- **REQUIREMENT**: Find how many lines of the listing include the string "retire", and report only that figure.

- **PROVIDED RECORDS**:
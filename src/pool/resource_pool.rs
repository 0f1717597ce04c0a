use parking_lot::Mutex;
use serde::{Deserialize, Serialize};
use std::collections::VecDeque;
use std::future::Future;
use std::ops::Deref;
use std::sync::atomic::{AtomicBool, AtomicU32, AtomicU64, AtomicUsize, Ordering};
use std::sync::{Arc, Weak};
use std::time::Instant;
use tokio::sync::{Notify, OwnedSemaphorePermit, Semaphore, TryAcquireError};
use tokio::task::JoinHandle;
use tokio::time::MissedTickBehavior;
use tracing::{debug, info, warn};

use super::{PoolError, ResourceFactory};
use crate::config::PoolConfig;
use crate::constants::pool::GROW_AFTER_PRESSURED_TICKS;
use crate::logging::log_pool_operation;

/// Point-in-time view of a pool
#[derive(Debug, Clone, Default, PartialEq, Eq, Serialize, Deserialize)]
pub struct PoolStats {
    pub min: usize,
    pub max: usize,
    /// Idle plus borrowed handles
    pub live: usize,
    pub idle: usize,
    /// Borrows in progress, including ones still opening their handle
    pub borrowed: usize,
    pub peak_borrowed: usize,
    /// Callers queued for a permit
    pub waiting: usize,
    pub created: u64,
    pub destroyed: u64,
    pub creation_failures: u64,
    pub total_borrows: u64,
}

struct IdleResource<R> {
    id: u64,
    resource: Arc<R>,
    idle_since: Instant,
}

struct PoolInner<R>
where
    R: Send + Sync + 'static,
{
    factory: Arc<dyn ResourceFactory<R>>,
    config: PoolConfig,
    /// One permit per handle that may be borrowed at once; FIFO for waiters
    permits: Arc<Semaphore>,
    /// Most recently returned handle at the back
    idle: Mutex<VecDeque<IdleResource<R>>>,
    live: AtomicUsize,
    borrowed: AtomicUsize,
    peak_borrowed: AtomicUsize,
    waiting: AtomicUsize,
    created: AtomicU64,
    destroyed: AtomicU64,
    creation_failures: AtomicU64,
    total_borrows: AtomicU64,
    next_id: AtomicU64,
    draining: AtomicBool,
    released: Notify,
    pressured_ticks: AtomicU32,
}

/// Bounded pool of reusable handles to a scarce external resource
///
/// At most `max` handles are borrowed at once; further callers queue in FIFO
/// order. A borrowed handle is returned when its [`PoolGuard`] drops, which
/// covers normal completion, errors, panics and cancelled futures alike.
///
/// With `adaptive_resize` a maintenance task pre-opens idle handles while
/// demand stays saturated and closes handles idle for longer than
/// `idle_timeout` back down to `min`.
pub struct ResourcePool<R>
where
    R: Send + Sync + 'static,
{
    inner: Arc<PoolInner<R>>,
    maintenance: Mutex<Option<JoinHandle<()>>>,
}

impl<R> std::fmt::Debug for ResourcePool<R>
where
    R: Send + Sync + 'static,
{
    fn fmt(&self, f: &mut std::fmt::Formatter<'_>) -> std::fmt::Result {
        f.debug_struct("ResourcePool")
            .field("stats", &self.stats())
            .field("draining", &self.is_draining())
            .finish()
    }
}

impl<R> ResourcePool<R>
where
    R: Send + Sync + 'static,
{
    /// Create a pool and open `min` handles up front
    pub async fn new(
        factory: Arc<dyn ResourceFactory<R>>,
        config: PoolConfig,
    ) -> Result<Self, PoolError> {
        info!(
            "🏊 POOL: Creating resource pool (min: {}, max: {}, adaptive: {})",
            config.min, config.max, config.adaptive_resize
        );

        let inner = Arc::new(PoolInner {
            factory,
            permits: Arc::new(Semaphore::new(config.max)),
            idle: Mutex::new(VecDeque::with_capacity(config.max)),
            live: AtomicUsize::new(0),
            borrowed: AtomicUsize::new(0),
            peak_borrowed: AtomicUsize::new(0),
            waiting: AtomicUsize::new(0),
            created: AtomicU64::new(0),
            destroyed: AtomicU64::new(0),
            creation_failures: AtomicU64::new(0),
            total_borrows: AtomicU64::new(0),
            next_id: AtomicU64::new(1),
            draining: AtomicBool::new(false),
            released: Notify::new(),
            pressured_ticks: AtomicU32::new(0),
            config,
        });

        for _ in 0..inner.config.min {
            let (id, resource) = inner.open().await?;
            inner.push_idle(id, resource);
        }

        let maintenance = inner
            .config
            .adaptive_resize
            .then(|| PoolInner::spawn_maintenance(&inner));

        info!(
            "✅ POOL: Resource pool ready with {} handles",
            inner.live.load(Ordering::SeqCst)
        );

        Ok(Self {
            inner,
            maintenance: Mutex::new(maintenance),
        })
    }

    /// Borrow a handle, waiting in FIFO order if all `max` are in use
    pub async fn acquire(&self) -> Result<PoolGuard<R>, PoolError> {
        self.inner.acquire().await
    }

    /// Borrow a handle, run `operation` with it and return the handle
    pub async fn execute<F, Fut, T>(&self, operation: F) -> Result<T, PoolError>
    where
        F: FnOnce(Arc<R>) -> Fut,
        Fut: Future<Output = T>,
    {
        let guard = self.acquire().await?;
        let output = operation(guard.handle()).await;
        drop(guard);
        Ok(output)
    }

    /// Stop lending, wait for every borrowed handle and close all handles
    ///
    /// Queued and future callers fail with [`PoolError::Draining`]. Safe to
    /// call more than once.
    pub async fn drain(&self) {
        if !self.inner.draining.swap(true, Ordering::SeqCst) {
            let stats = self.stats();
            log_pool_operation(
                "drain",
                stats.live,
                stats.borrowed,
                stats.idle,
                "started",
                None,
            );
        }

        let maintenance = self.maintenance.lock().take();
        if let Some(handle) = maintenance {
            handle.abort();
            let _ = handle.await;
        }

        self.inner.permits.close();

        loop {
            let released = self.inner.released.notified();
            if self.inner.borrowed.load(Ordering::SeqCst) == 0 {
                break;
            }
            released.await;
        }

        let idle: Vec<IdleResource<R>> = self.inner.idle.lock().drain(..).collect();
        for handle in idle {
            self.inner.retire(handle.id, handle.resource).await;
        }

        let stats = self.stats();
        log_pool_operation(
            "drain",
            stats.live,
            stats.borrowed,
            stats.idle,
            "completed",
            None,
        );
    }

    /// Run one adaptive-resize cycle
    ///
    /// The maintenance task calls this every `resize_interval`.
    pub async fn run_maintenance(&self) {
        self.inner.maintain().await;
    }

    pub fn is_draining(&self) -> bool {
        self.inner.draining.load(Ordering::SeqCst)
    }

    pub fn config(&self) -> &PoolConfig {
        &self.inner.config
    }

    pub fn stats(&self) -> PoolStats {
        let inner = &self.inner;
        PoolStats {
            min: inner.config.min,
            max: inner.config.max,
            live: inner.live.load(Ordering::SeqCst),
            idle: inner.idle.lock().len(),
            borrowed: inner.borrowed.load(Ordering::SeqCst),
            peak_borrowed: inner.peak_borrowed.load(Ordering::SeqCst),
            waiting: inner.waiting.load(Ordering::SeqCst),
            created: inner.created.load(Ordering::Relaxed),
            destroyed: inner.destroyed.load(Ordering::Relaxed),
            creation_failures: inner.creation_failures.load(Ordering::Relaxed),
            total_borrows: inner.total_borrows.load(Ordering::Relaxed),
        }
    }
}

impl<R> Drop for ResourcePool<R>
where
    R: Send + Sync + 'static,
{
    fn drop(&mut self) {
        if let Some(handle) = self.maintenance.get_mut().take() {
            handle.abort();
        }
    }
}

impl<R> PoolInner<R>
where
    R: Send + Sync + 'static,
{
    async fn acquire(self: &Arc<Self>) -> Result<PoolGuard<R>, PoolError> {
        if self.draining.load(Ordering::SeqCst) {
            return Err(PoolError::Draining);
        }

        let permit = self.acquire_permit().await?;
        let slot = BorrowSlot::new(Arc::clone(self), permit);

        // A drain that started while we queued must see either our slot or
        // the flag; both are SeqCst.
        if self.draining.load(Ordering::SeqCst) {
            return Err(PoolError::Draining);
        }

        let (id, resource) = match self.take_idle().await {
            Some(found) => found,
            None => self.open().await?,
        };
        self.total_borrows.fetch_add(1, Ordering::Relaxed);

        debug!(resource_id = id, "🏊 POOL: Handle borrowed");
        Ok(PoolGuard {
            resource: Some(resource),
            id,
            slot,
        })
    }

    async fn acquire_permit(&self) -> Result<OwnedSemaphorePermit, PoolError> {
        match Arc::clone(&self.permits).try_acquire_owned() {
            Ok(permit) => return Ok(permit),
            Err(TryAcquireError::Closed) => return Err(PoolError::Draining),
            Err(TryAcquireError::NoPermits) => {}
        }

        let _waiting = WaitingGuard::new(&self.waiting);
        let wait = Arc::clone(&self.permits).acquire_owned();

        match self.config.acquire_timeout() {
            Some(limit) => match tokio::time::timeout(limit, wait).await {
                Ok(result) => result.map_err(|_| PoolError::Draining),
                Err(_) => {
                    warn!(timeout_ms = limit.as_millis() as u64, "⏰ POOL: Acquire timed out");
                    Err(PoolError::AcquireTimeout(limit))
                }
            },
            None => wait.await.map_err(|_| PoolError::Draining),
        }
    }

    async fn take_idle(&self) -> Option<(u64, Arc<R>)> {
        loop {
            let candidate = self.idle.lock().pop_back()?;
            if self.factory.is_valid(&candidate.resource) {
                return Some((candidate.id, candidate.resource));
            }
            warn!(resource_id = candidate.id, "⚠️ POOL: Discarding invalid idle handle");
            self.retire(candidate.id, candidate.resource).await;
        }
    }

    async fn open(&self) -> Result<(u64, Arc<R>), PoolError> {
        match self.factory.create().await {
            Ok(resource) => {
                let id = self.next_id.fetch_add(1, Ordering::Relaxed);
                self.live.fetch_add(1, Ordering::SeqCst);
                self.created.fetch_add(1, Ordering::Relaxed);
                debug!(resource_id = id, "🏊 POOL: Handle created");
                Ok((id, Arc::new(resource)))
            }
            Err(error) => {
                self.creation_failures.fetch_add(1, Ordering::Relaxed);
                warn!(error = %error, "❌ POOL: Handle creation failed");
                Err(error)
            }
        }
    }

    async fn retire(&self, id: u64, resource: Arc<R>) {
        self.factory.destroy(&resource).await;
        self.live.fetch_sub(1, Ordering::SeqCst);
        self.destroyed.fetch_add(1, Ordering::Relaxed);
        debug!(resource_id = id, "🏊 POOL: Handle closed");
    }

    fn push_idle(&self, id: u64, resource: Arc<R>) {
        self.idle.lock().push_back(IdleResource {
            id,
            resource,
            idle_since: Instant::now(),
        });
    }

    fn give_back(&self, id: u64, resource: Arc<R>) {
        if Arc::strong_count(&resource) > 1 {
            // Still referenced by the borrower; it can no longer be lent out exclusively
            warn!(resource_id = id, "⚠️ POOL: Handle outlived its borrow, discarding");
            self.live.fetch_sub(1, Ordering::SeqCst);
            self.destroyed.fetch_add(1, Ordering::Relaxed);
            match tokio::runtime::Handle::try_current() {
                Ok(runtime) => {
                    let factory = Arc::clone(&self.factory);
                    runtime.spawn(async move {
                        factory.destroy(&resource).await;
                        debug!(resource_id = id, "🏊 POOL: Discarded handle closed");
                    });
                }
                Err(_) => {
                    warn!(resource_id = id, "⚠️ POOL: No runtime to close discarded handle");
                }
            }
            return;
        }
        self.push_idle(id, resource);
        debug!(resource_id = id, "🏊 POOL: Handle returned");
    }

    async fn maintain(&self) {
        if self.draining.load(Ordering::SeqCst) {
            return;
        }

        let idle = self.idle.lock().len();
        let borrowed = self.borrowed.load(Ordering::SeqCst);
        let waiting = self.waiting.load(Ordering::SeqCst);
        let saturated = waiting > 0 || (idle == 0 && borrowed > 0);

        if saturated {
            let ticks = self.pressured_ticks.fetch_add(1, Ordering::SeqCst) + 1;
            if ticks >= GROW_AFTER_PRESSURED_TICKS {
                self.prewarm().await;
            }
        } else {
            self.pressured_ticks.store(0, Ordering::SeqCst);
            self.shrink_idle().await;
        }
    }

    /// Open one extra idle handle if below `max`
    async fn prewarm(&self) -> bool {
        // Holding a permit keeps live handles within max while we open one
        let Ok(_permit) = Arc::clone(&self.permits).try_acquire_owned() else {
            return false;
        };
        if self.live.load(Ordering::SeqCst) >= self.config.max {
            return false;
        }

        match self.open().await {
            Ok((id, resource)) => {
                if self.draining.load(Ordering::SeqCst) {
                    self.retire(id, resource).await;
                    return false;
                }
                self.push_idle(id, resource);
                info!(
                    live = self.live.load(Ordering::SeqCst),
                    max = self.config.max,
                    "📈 POOL: Pre-warmed handle under sustained demand"
                );
                true
            }
            Err(_) => false,
        }
    }

    /// Close handles idle longer than `idle_timeout`, keeping at least `min`
    async fn shrink_idle(&self) -> usize {
        let idle_timeout = self.config.idle_timeout();
        let expired: Vec<IdleResource<R>> = {
            let mut idle = self.idle.lock();
            let mut expired = Vec::new();
            while self.live.load(Ordering::SeqCst).saturating_sub(expired.len()) > self.config.min {
                match idle.front() {
                    Some(oldest) if oldest.idle_since.elapsed() >= idle_timeout => {
                        expired.extend(idle.pop_front());
                    }
                    _ => break,
                }
            }
            expired
        };

        let closed = expired.len();
        for handle in expired {
            self.retire(handle.id, handle.resource).await;
        }
        if closed > 0 {
            info!(
                closed,
                live = self.live.load(Ordering::SeqCst),
                min = self.config.min,
                "📉 POOL: Closed idle handles"
            );
        }
        closed
    }

    fn spawn_maintenance(inner: &Arc<Self>) -> JoinHandle<()> {
        let weak: Weak<Self> = Arc::downgrade(inner);
        let interval = inner.config.resize_interval();

        tokio::spawn(async move {
            let mut ticker = tokio::time::interval(interval);
            ticker.set_missed_tick_behavior(MissedTickBehavior::Delay);
            ticker.tick().await;
            loop {
                ticker.tick().await;
                let Some(inner) = weak.upgrade() else {
                    break;
                };
                if inner.draining.load(Ordering::SeqCst) {
                    break;
                }
                inner.maintain().await;
            }
            debug!("Pool maintenance loop stopped");
        })
    }
}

- **RESPONSE AREA**: 5